This year’s surging M&A market has brought relief to a tech sector that’s long struggled to find exits. With today’s announcement that Cisco is acquiring venture-backed Luxtera for $660m, venture capitalists have realized more value from their semiconductor investments than any time since 2013. In a reflection of the broader market, the return of strategic acquirers has boosted the sales of chip startups.
As 2018 heads toward a close, buyers have spent a collective $1.4bn on purchasing semiconductor startups from venture portfolios, compared with just $1.8bn in the three previous years combined. The acquisition of Luxtera goes a long way toward boosting this total. According to 451 Research’s M&A KnowledgeBase, the deal is the largest purchase of a VC-backed chipmaker since the dot-com bubble burst. (Neither that record nor the annual totals include acquisitions of public companies that previously raised venture capital.)
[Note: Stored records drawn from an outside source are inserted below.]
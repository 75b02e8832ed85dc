//! # grove-vcs
//!
//! Version-control plumbing for grove.
//!
//! This crate provides:
//! - `MirrorTable`: longest-prefix URL rewriting consulted before any fetch
//! - `VcsBackend`: one capability set implemented per VCS kind (git, hg, svn, bzr)
//! - `Backends`: the kind-to-backend registry handed to the cache and resolver
//! - `with_retry`: bounded exponential backoff for transient failures

pub mod backend;
pub mod command;
#[cfg(any(test, feature = "testing"))]
pub mod memory;
pub mod mirror;
pub mod retry;

pub use backend::{Backends, RefEntry, RefKind, VcsBackend};
pub use mirror::{MirrorEntry, MirrorResolution, MirrorTable};
pub use retry::{with_retry, RetryConfig};

use grove_core::error::GroveError;

/// Result type for VCS operations
pub type VcsResult<T> = Result<T, GroveError>;
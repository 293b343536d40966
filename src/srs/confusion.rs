//! 混淆检测与补救插入

use crate::constants::REMEDIATION_PRIORITY;
use crate::srs::answer::normalize;
use crate::srs::queue::DueEntry;
use crate::srs::EngineError;
use crate::store::operations::cards::Card;
use crate::store::operations::confusions::{ConfusionPair, ConfusionPairKey};
use crate::store::Store;

/// First other card (in `cards` order) accepting the typed answer.
pub fn find_confused<'a>(cards: &'a [Card], answer_raw: &str, current_card_id: &str) -> Option<&'a Card> {
    let wanted = normalize(answer_raw);
    if wanted.is_empty() {
        return None;
    }
    cards
        .iter()
        .filter(|card| card.card_id != current_card_id)
        .find(|card| card.answers.iter().any(|a| normalize(a) == wanted))
}

pub fn detect_confusion(
    store: &Store,
    dataset_id: &str,
    answer_raw: &str,
    current_card_id: &str,
) -> Result<Option<Card>, EngineError> {
    if normalize(answer_raw).is_empty() {
        return Ok(None);
    }
    let cards = store.list_cards(dataset_id)?;
    Ok(find_confused(&cards, answer_raw, current_card_id).cloned())
}

pub fn bump_confusion(
    store: &Store,
    dataset_id: &str,
    card_a: &str,
    card_b: &str,
) -> Result<ConfusionPair, EngineError> {
    let key = ConfusionPairKey::new(dataset_id, card_a, card_b)?;
    Ok(store.bump_confusion(&key)?)
}

/// Pushes `card` to the front of the queue unless it is already queued.
/// Returns whether it was inserted.
pub fn inject_remediation(queue: &mut Vec<DueEntry>, card: Card) -> bool {
    if queue.iter().any(|entry| entry.card_id() == card.card_id) {
        return false;
    }
    queue.insert(
        0,
        DueEntry {
            card,
            due_at_ms: 0,
            priority: REMEDIATION_PRIORITY,
        },
    );
    true
}

#[cfg(test)]
mod tests {
    use tempfile::tempdir;

    use super::*;

    fn card(card_id: &str, answers: &[&str]) -> Card {
        Card {
            dataset_id: "d1".to_string(),
            card_id: card_id.to_string(),
            topic: None,
            question: format!("q {card_id}"),
            answers: answers.iter().map(|s| s.to_string()).collect(),
            explanation: None,
            tags: vec![],
            created_at: None,
            updated_at: None,
        }
    }

    #[test]
    fn finds_other_card_with_matching_answer() {
        let cards = vec![
            card("a", &["hashing"]),
            card("b", &["Encryption"]),
            card("c", &["encryption"]),
        ];
        let hit = find_confused(&cards, "  ENCRYPTION ", "a").unwrap();
        assert_eq!(hit.card_id, "b");
    }

    #[test]
    fn never_matches_itself_or_blank_input() {
        let cards = vec![card("a", &["x"]), card("b", &["y"])];
        assert!(find_confused(&cards, "x", "a").is_none());
        assert!(find_confused(&cards, "   ", "a").is_none());
        assert!(find_confused(&cards, "z", "a").is_none());
    }

    #[test]
    fn detect_and_bump_against_store() {
        let dir = tempdir().unwrap();
        let store = Store::open(dir.path().join("db").to_str().unwrap()).unwrap();
        store.put_card(&card("a", &["signature"])).unwrap();
        store.put_card(&card("b", &["encryption"])).unwrap();

        let confused = detect_confusion(&store, "d1", "encryption", "a").unwrap().unwrap();
        assert_eq!(confused.card_id, "b");

        bump_confusion(&store, "d1", "a", "b").unwrap();
        let pair = bump_confusion(&store, "d1", "b", "a").unwrap();
        assert_eq!(pair.score, 2);
        assert_eq!(store.list_confusions("d1").unwrap().len(), 1);
    }

    #[test]
    fn remediation_goes_first_once() {
        let mut queue = vec![DueEntry {
            card: card("a", &["x"]),
            due_at_ms: 5,
            priority: 10,
        }];
        assert!(inject_remediation(&mut queue, card("b", &["y"])));
        assert_eq!(queue[0].card_id(), "b");
        assert_eq!(queue[0].priority, REMEDIATION_PRIORITY);
        assert_eq!(queue[0].due_at_ms, 0);

        assert!(!inject_remediation(&mut queue, card("a", &["x"])));
        assert_eq!(queue.len(), 2);
    }
}
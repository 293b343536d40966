pub mod backup;
pub mod datasets;
pub mod health;
pub mod settings;
pub mod study;

use axum::extract::DefaultBodyLimit;
use axum::http::StatusCode;
use axum::response::IntoResponse;
use axum::{Json, Router};

use crate::middleware::request_id;
use crate::response::ErrorBody;
use crate::state::AppState;

/// Maximum request body size: 8 MiB (progress backups carry full review history).
const MAX_BODY_SIZE: usize = 8 * 1024 * 1024;

pub fn build_router(state: AppState) -> Router {
    let api_routes = Router::new()
        .nest("/datasets", datasets::router())
        .nest("/settings", settings::router())
        .nest("/study", study::router())
        .nest("/backup", backup::router())
        .layer(DefaultBodyLimit::max(MAX_BODY_SIZE));

    Router::new()
        .nest("/api", api_routes)
        .nest("/health", health::router())
        .fallback(fallback_404)
        .layer(axum::middleware::from_fn(request_id::request_id_middleware))
        .with_state(state)
}

async fn fallback_404() -> impl IntoResponse {
    (
        StatusCode::NOT_FOUND,
        Json(ErrorBody {
            success: false,
            code: "NOT_FOUND".to_string(),
            message: "Not found".to_string(),
            trace_id: None,
        }),
    )
}
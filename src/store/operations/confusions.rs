use serde::{Deserialize, Serialize};

use crate::store::keys;
use crate::store::{Store, StoreError};

/// Canonical key for an unordered pair of cards within a dataset.
///
/// The smaller card id is always `card_a`, so (A, B) and (B, A) address the
/// same record.
#[derive(Debug, Clone, PartialEq, Eq, Hash)]
pub struct ConfusionPairKey {
    dataset_id: String,
    card_a: String,
    card_b: String,
}

impl ConfusionPairKey {
    pub fn new(dataset_id: &str, x: &str, y: &str) -> Result<Self, StoreError> {
        if x == y {
            return Err(StoreError::Validation(format!(
                "a card cannot be confused with itself: {x}"
            )));
        }
        let (card_a, card_b) = if x < y { (x, y) } else { (y, x) };
        Ok(Self {
            dataset_id: dataset_id.to_string(),
            card_a: card_a.to_string(),
            card_b: card_b.to_string(),
        })
    }

    pub fn dataset_id(&self) -> &str {
        &self.dataset_id
    }

    pub fn card_a(&self) -> &str {
        &self.card_a
    }

    pub fn card_b(&self) -> &str {
        &self.card_b
    }

    pub(crate) fn storage_key(&self) -> Result<String, StoreError> {
        keys::confusion_pair_key(&self.dataset_id, &self.card_a, &self.card_b)
    }
}

#[derive(Debug, Clone, PartialEq, Eq, Serialize, Deserialize)]
#[serde(rename_all = "camelCase")]
pub struct ConfusionPair {
    pub dataset_id: String,
    pub card_a: String,
    pub card_b: String,
    pub score: u64,
}

impl ConfusionPair {
    pub(crate) fn zeroed(key: &ConfusionPairKey) -> Self {
        Self {
            dataset_id: key.dataset_id.clone(),
            card_a: key.card_a.clone(),
            card_b: key.card_b.clone(),
            score: 0,
        }
    }

    pub fn key(&self) -> Result<ConfusionPairKey, StoreError> {
        ConfusionPairKey::new(&self.dataset_id, &self.card_a, &self.card_b)
    }
}

impl Store {
    pub fn get_confusion(&self, key: &ConfusionPairKey) -> Result<Option<ConfusionPair>, StoreError> {
        let storage_key = key.storage_key()?;
        match self.confusion_pairs.get(storage_key.as_bytes())? {
            Some(raw) => Ok(Some(Self::deserialize(&raw)?)),
            None => Ok(None),
        }
    }

    /// Upserts a zero-initialised pair and increments its score.
    pub fn bump_confusion(&self, key: &ConfusionPairKey) -> Result<ConfusionPair, StoreError> {
        let storage_key = key.storage_key()?;
        let mut last_error = None;

        let updated = self.confusion_pairs.update_and_fetch(storage_key.as_bytes(), |old| {
            let mut pair = match old.map(Self::deserialize::<ConfusionPair>) {
                Some(Ok(pair)) => pair,
                Some(Err(error)) => {
                    tracing::warn!(error = %error, "Corrupt confusion pair record, resetting");
                    ConfusionPair::zeroed(key)
                }
                None => ConfusionPair::zeroed(key),
            };
            pair.score += 1;
            match Self::serialize(&pair) {
                Ok(bytes) => Some(bytes),
                Err(error) => {
                    last_error = Some(error);
                    old.map(|raw| raw.to_vec())
                }
            }
        })?;

        if let Some(error) = last_error {
            return Err(error);
        }
        let raw = updated.ok_or_else(|| StoreError::NotFound {
            entity: "confusion_pair".to_string(),
            key: storage_key.clone(),
        })?;
        Self::deserialize(&raw)
    }

    pub fn list_confusions(&self, dataset_id: &str) -> Result<Vec<ConfusionPair>, StoreError> {
        Self::scan_dataset(&self.confusion_pairs, dataset_id)
    }
}
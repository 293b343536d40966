use std::collections::HashSet;

use chrono::{DateTime, Utc};
use serde::{Deserialize, Serialize};
use sled::Transactional;

use crate::store::keys;
use crate::store::operations::cards::Card;
use crate::store::{map_tx_error, Store, StoreError};

#[derive(Debug, Clone, PartialEq, Serialize, Deserialize)]
#[serde(rename_all = "camelCase")]
pub struct DatasetMeta {
    pub dataset_id: String,
    pub title: String,
    #[serde(default)]
    pub description: String,
    #[serde(default)]
    pub tags: Vec<String>,
    pub imported_at: DateTime<Utc>,
    pub schema: String,
}

impl Store {
    pub fn get_dataset_meta(&self, dataset_id: &str) -> Result<Option<DatasetMeta>, StoreError> {
        let key = keys::dataset_key(dataset_id)?;
        match self.datasets.get(key.as_bytes())? {
            Some(raw) => Ok(Some(Self::deserialize(&raw)?)),
            None => Ok(None),
        }
    }

    /// Newest import first.
    pub fn list_datasets(&self) -> Result<Vec<DatasetMeta>, StoreError> {
        let mut out = Vec::new();
        for item in self.datasets.iter() {
            let (_, v) = item?;
            out.push(Self::deserialize::<DatasetMeta>(&v)?);
        }
        out.sort_by(|a, b| b.imported_at.cmp(&a.imported_at));
        Ok(out)
    }

    pub fn put_dataset_meta(&self, meta: &DatasetMeta) -> Result<(), StoreError> {
        let key = keys::dataset_key(&meta.dataset_id)?;
        self.datasets.insert(key.as_bytes(), Self::serialize(meta)?)?;
        Ok(())
    }

    /// Writes dataset metadata and replaces the dataset's cards in a single
    /// transaction. Cards missing from `cards` are removed; card states are
    /// left alone.
    pub fn replace_dataset(&self, meta: &DatasetMeta, cards: &[Card]) -> Result<(), StoreError> {
        let meta_key = keys::dataset_key(&meta.dataset_id)?;
        let meta_bytes = Self::serialize(meta)?;

        let mut card_rows = Vec::with_capacity(cards.len());
        let mut incoming = HashSet::with_capacity(cards.len());
        for card in cards {
            if card.dataset_id != meta.dataset_id {
                return Err(StoreError::Validation(format!(
                    "card {} belongs to dataset {}, expected {}",
                    card.card_id, card.dataset_id, meta.dataset_id
                )));
            }
            let key = keys::card_key(&card.dataset_id, &card.card_id)?;
            incoming.insert(key.clone());
            card_rows.push((key, Self::serialize(card)?));
        }

        let prefix = keys::dataset_prefix(&meta.dataset_id)?;
        let mut stale = Vec::new();
        for item in self.cards.scan_prefix(prefix.as_bytes()) {
            let (k, _) = item?;
            if !incoming.contains(&*String::from_utf8_lossy(&k)) {
                stale.push(k.to_vec());
            }
        }

        (&self.datasets, &self.cards)
            .transaction(|(tx_datasets, tx_cards)| {
                tx_datasets.insert(meta_key.as_bytes(), meta_bytes.as_slice())?;
                for key in &stale {
                    tx_cards.remove(key.as_slice())?;
                }
                for (key, bytes) in &card_rows {
                    tx_cards.insert(key.as_bytes(), bytes.as_slice())?;
                }
                Ok(())
            })
            .map_err(map_tx_error)?;

        tracing::info!(
            dataset_id = %meta.dataset_id,
            cards = cards.len(),
            removed = stale.len(),
            "Dataset replaced"
        );
        Ok(())
    }
}
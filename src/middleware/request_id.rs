//! Request correlation: every request runs inside a span carrying its id,
//! the id is echoed in `x-request-id`, and every 4xx/5xx body leaves as an
//! `ErrorBody`-shaped JSON object with `traceId` set.

use std::time::Instant;

use axum::body::Body;
use axum::extract::Request;
use axum::http::{header, HeaderValue, StatusCode};
use axum::middleware::Next;
use axum::response::Response;
use http_body_util::BodyExt;
use serde_json::Value;
use tracing::Instrument;

use crate::response::ErrorBody;

const REQUEST_ID_HEADER: &str = "x-request-id";
const MAX_REQUEST_ID_LEN: usize = 128;

pub async fn request_id_middleware(req: Request, next: Next) -> Response {
    let request_id = req
        .headers()
        .get(REQUEST_ID_HEADER)
        .and_then(|v| v.to_str().ok())
        .filter(|id| is_valid_request_id(id))
        .map(str::to_string)
        .unwrap_or_else(|| uuid::Uuid::new_v4().to_string());

    let span = tracing::info_span!(
        "request",
        request_id = %request_id,
        method = %req.method(),
        path = %req.uri().path(),
    );
    let started = Instant::now();
    let mut response = next.run(req).instrument(span.clone()).await;
    span.in_scope(|| {
        tracing::info!(
            status = response.status().as_u16(),
            latency_ms = started.elapsed().as_millis() as u64,
            "request completed"
        )
    });

    if response.status().is_client_error() || response.status().is_server_error() {
        response = with_trace_id(response, &request_id).await;
    }
    if let Ok(value) = HeaderValue::from_str(&request_id) {
        response.headers_mut().insert(REQUEST_ID_HEADER, value);
    }
    response
}

/// JSON error objects gain a `traceId`; anything else (axum's plain-text
/// rejections, 405s, body-limit 413s) is rewrapped as an `ErrorBody`.
async fn with_trace_id(response: Response, request_id: &str) -> Response {
    let (mut parts, body) = response.into_parts();
    let bytes = body.collect().await.map(|c| c.to_bytes()).unwrap_or_default();

    let patched = match serde_json::from_slice::<Value>(&bytes) {
        Ok(Value::Object(mut obj)) => {
            obj.insert("traceId".to_string(), Value::String(request_id.to_string()));
            Value::Object(obj)
        }
        _ => {
            let text = String::from_utf8_lossy(&bytes).trim().to_string();
            let message = if text.is_empty() {
                parts.status.canonical_reason().unwrap_or("Error").to_string()
            } else {
                text
            };
            let body = ErrorBody {
                success: false,
                code: error_code_for_status(parts.status).to_string(),
                message,
                trace_id: Some(request_id.to_string()),
            };
            serde_json::to_value(body).unwrap_or(Value::Null)
        }
    };

    parts.headers.remove(header::CONTENT_LENGTH);
    parts
        .headers
        .insert(header::CONTENT_TYPE, HeaderValue::from_static("application/json"));
    Response::from_parts(parts, Body::from(patched.to_string()))
}

fn error_code_for_status(status: StatusCode) -> &'static str {
    match status {
        StatusCode::BAD_REQUEST => "BAD_REQUEST",
        StatusCode::NOT_FOUND => "NOT_FOUND",
        StatusCode::METHOD_NOT_ALLOWED => "METHOD_NOT_ALLOWED",
        StatusCode::CONFLICT => "CONFLICT",
        StatusCode::PAYLOAD_TOO_LARGE => "PAYLOAD_TOO_LARGE",
        StatusCode::UNSUPPORTED_MEDIA_TYPE => "UNSUPPORTED_MEDIA_TYPE",
        StatusCode::UNPROCESSABLE_ENTITY => "INVALID_REQUEST_BODY",
        StatusCode::SERVICE_UNAVAILABLE => "SERVICE_UNAVAILABLE",
        _ => "INTERNAL_ERROR",
    }
}

/// 客户端传入的 id 只接受字母数字、`-`、`_`，且不超过 128 字节
fn is_valid_request_id(id: &str) -> bool {
    (1..=MAX_REQUEST_ID_LEN).contains(&id.len())
        && id
            .bytes()
            .all(|b| b.is_ascii_alphanumeric() || matches!(b, b'-' | b'_'))
}

#[cfg(test)]
mod tests {
    use axum::body::to_bytes;
    use axum::response::IntoResponse;

    use super::*;

    async fn body_json(resp: Response) -> Value {
        let bytes = to_bytes(resp.into_body(), usize::MAX).await.unwrap();
        serde_json::from_slice(&bytes).unwrap()
    }

    #[test]
    fn request_id_charset_and_length() {
        assert!(is_valid_request_id("abc-123_XYZ"));
        assert!(!is_valid_request_id(""));
        assert!(!is_valid_request_id("has space"));
        assert!(!is_valid_request_id(&"a".repeat(129)));
    }

    #[test]
    fn plain_errors_get_stable_codes() {
        assert_eq!(error_code_for_status(StatusCode::METHOD_NOT_ALLOWED), "METHOD_NOT_ALLOWED");
        assert_eq!(error_code_for_status(StatusCode::UNPROCESSABLE_ENTITY), "INVALID_REQUEST_BODY");
        assert_eq!(error_code_for_status(StatusCode::BAD_GATEWAY), "INTERNAL_ERROR");
    }

    #[tokio::test]
    async fn plain_text_error_is_rewrapped() {
        let resp = (StatusCode::PAYLOAD_TOO_LARGE, "length limit exceeded").into_response();
        let json = body_json(with_trace_id(resp, "req-1").await).await;
        assert_eq!(json["code"], "PAYLOAD_TOO_LARGE");
        assert_eq!(json["message"], "length limit exceeded");
        assert_eq!(json["traceId"], "req-1");
    }

    #[tokio::test]
    async fn json_error_keeps_its_fields() {
        let resp = (
            StatusCode::CONFLICT,
            axum::Json(serde_json::json!({ "success": false, "code": "NOTHING_DUE" })),
        )
            .into_response();
        let json = body_json(with_trace_id(resp, "req-2").await).await;
        assert_eq!(json["code"], "NOTHING_DUE");
        assert_eq!(json["traceId"], "req-2");
    }
}
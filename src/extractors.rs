use axum::body::{Body, Bytes};
use axum::extract::rejection::{BytesRejection, JsonRejection};
use axum::extract::{FromRequest, Request};
use axum::http::StatusCode;
use serde::de::DeserializeOwned;

use crate::response::AppError;

/// JSON body extractor whose failures use the `AppError` envelope.
pub struct JsonBody<T>(pub T);

#[axum::async_trait]
impl<S, T> FromRequest<S> for JsonBody<T>
where
    T: DeserializeOwned,
    S: Send + Sync,
{
    type Rejection = AppError;

    async fn from_request(req: Request, state: &S) -> Result<Self, Self::Rejection> {
        axum::Json::<T>::from_request(req, state)
            .await
            .map(|axum::Json(value)| Self(value))
            .map_err(invalid_body)
    }
}

/// Like `JsonBody`, but an empty body yields `T::default()`. A body that is
/// present still has to be valid JSON of the right shape.
pub struct OptionalJsonBody<T>(pub T);

#[axum::async_trait]
impl<S, T> FromRequest<S> for OptionalJsonBody<T>
where
    T: DeserializeOwned + Default,
    S: Send + Sync,
{
    type Rejection = AppError;

    async fn from_request(req: Request, state: &S) -> Result<Self, Self::Rejection> {
        let headers = req.headers().clone();
        let bytes = Bytes::from_request(req, state).await.map_err(unreadable_body)?;
        if bytes.iter().all(u8::is_ascii_whitespace) {
            return Ok(Self(T::default()));
        }

        let mut replay = Request::new(Body::from(bytes));
        *replay.headers_mut() = headers;
        let JsonBody(value) = JsonBody::<T>::from_request(replay, state).await?;
        Ok(Self(value))
    }
}

fn unreadable_body(rejection: BytesRejection) -> AppError {
    tracing::warn!(error = %rejection, "Failed to read request body");
    let status = rejection.status();
    let code = if status == StatusCode::PAYLOAD_TOO_LARGE {
        "PAYLOAD_TOO_LARGE"
    } else {
        "INVALID_REQUEST_BODY"
    };
    AppError {
        status,
        code: code.to_string(),
        message: rejection.body_text(),
        is_operational: true,
    }
}

fn invalid_body(rejection: JsonRejection) -> AppError {
    tracing::warn!(error = %rejection, "Rejected request body");
    let message = match &rejection {
        // 缺字段、类型不符这类细节对调用方有用，原样带回
        JsonRejection::JsonDataError(e) => e.body_text(),
        JsonRejection::JsonSyntaxError(_) => "请求体不是合法的 JSON".to_string(),
        JsonRejection::MissingJsonContentType(_) => {
            "Content-Type 必须为 application/json".to_string()
        }
        _ => "无法读取请求体".to_string(),
    };
    AppError::bad_request("INVALID_REQUEST_BODY", &message)
}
That Luxtera’s exit marks a record speaks as much to the dearth of liquidity for chip startups as it does to the target’s accomplishments. In the face of rising development costs, VCs have long shied away from chip investments and acquirers have come to depend on product development more than M&A for incremental improvements. Most of the dealmaking among semiconductor vendors in recent years has been large consolidations, rather than midmarket acquisitions.
Still, there’s been some relief from the paucity of exits this year. Prior to Luxtera, Cisco, a frequent buyer of software vendors in recent months, hadn’t acquired a semiconductor business in nearly three years. The same goes for Skyworks, which provided VCs with the third-largest exit in the category when it shelled out $405m for Avnera in August – it was the acquirer’s first purchase in more than 30 months. And Intel picked up a pair of chip startups this year after a 16-month hiatus from semiconductor M&A.